Born and raised in Germany, Kummer studied agriculture and spent two years as a farm apprentice before returning to university where he earned a Master’s Degree in Agricultural Science.
“I always knew I wanted to be a farmer, to raise my children in the country, in the open air and on the land. Jonathan (the oldest of the Kummer’s three sons) was just three months old when we came here; Benjamin and Finnegan were born here. It was hard for Katrine at first… but we have always felt welcome here; the schools are good and the children did well…” Kummer said at his farm recently.
After completing a Master’s Degree in Mechanical Engineering, Jonathan is now spending some time working the farm with his father and although it’s as yet undecided whether the younger man will follow in his father’s footsteps on the farm, the pair is having a good time working the farm together.
“It’s his decision whether he wants to continue with it. Farming was my own dream but I’ve never pushed it on the boys; we just want them to be happy in whatever they choose to work at,” Kummer said.
He added that anyone choosing to farm, particularly in south-eastern New Brunswick has to really want to do it.
“…You have to really love it just to be able to cope with the ups and downs and the long hours,” Kummer said.
The operation currently harvests about seven million pounds of potatoes each year and grows about 220 acres of cereal crops which are sold to a local dairy farm for feed with straw going to local cattle producers for bedding.
Eco-Spuds™ , the Timber River Eco Farms brand is sold at Sobeys and Foodland stores across Atlantic Canada and into Ontario. The potatoes, packaged at their own warehouses on the farm, also pass through a metal detector before being sealed in heavy paper bags.
“It’s a precaution. Unfortunately, with the problems producers in other areas were faced with several years ago (people claiming they had found nails and needles in bags of potatoes), most potato producers installed metal detectors in their packing lines,” he said.

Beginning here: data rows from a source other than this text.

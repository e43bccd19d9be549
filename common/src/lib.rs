//! Common Utilities and Types Library
//! 
//! This crate provides shared types and utilities used across the LTE cell search receiver.

pub mod types;
pub mod utils;

// Re-export commonly used items
pub use types::*;
pub use utils::*;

Kummer also credits his dedicated employees for helping to make the business a success, employing seven – 10 people on a seasonal basis.
And despite the hot, dry summer that followed a couple early frosts, Kummer’s crops produce a good yield of potatoes, for the most part because of the many improvements he’s made to the soil to increase drainage and reduce erosion.
And while Eco-Spuds™ are not rated as specifically organic, they are grown with a minimum of chemical fertilizers and no herbicides are used at all. Instead, Kummer prefers to cultivate crops, also letting some fields return to natural habitat for birds and animals, which helps with insect problems as well; in some areas he partners with Ducks Unlimited.
Caring for the land is a priority for Kummer so as soon as a crop is harvested, it is seeded again with forage crops which are later tilled back into the soil to enrich the land and prevent erosion.
“As soon as we’re done harvesting we seed the field right away, either with cover crops or grass. So most of the time, even right after the potato harvest, you’ll see green fields and that helps to prevent erosion,” he said.
After 25 years, Kummer said he’s ready to slow down the pace a bit, but for the foreseeable future will continue to produce the top quality potatoes for which Timber River Eco Farms is well-known in the marketplace.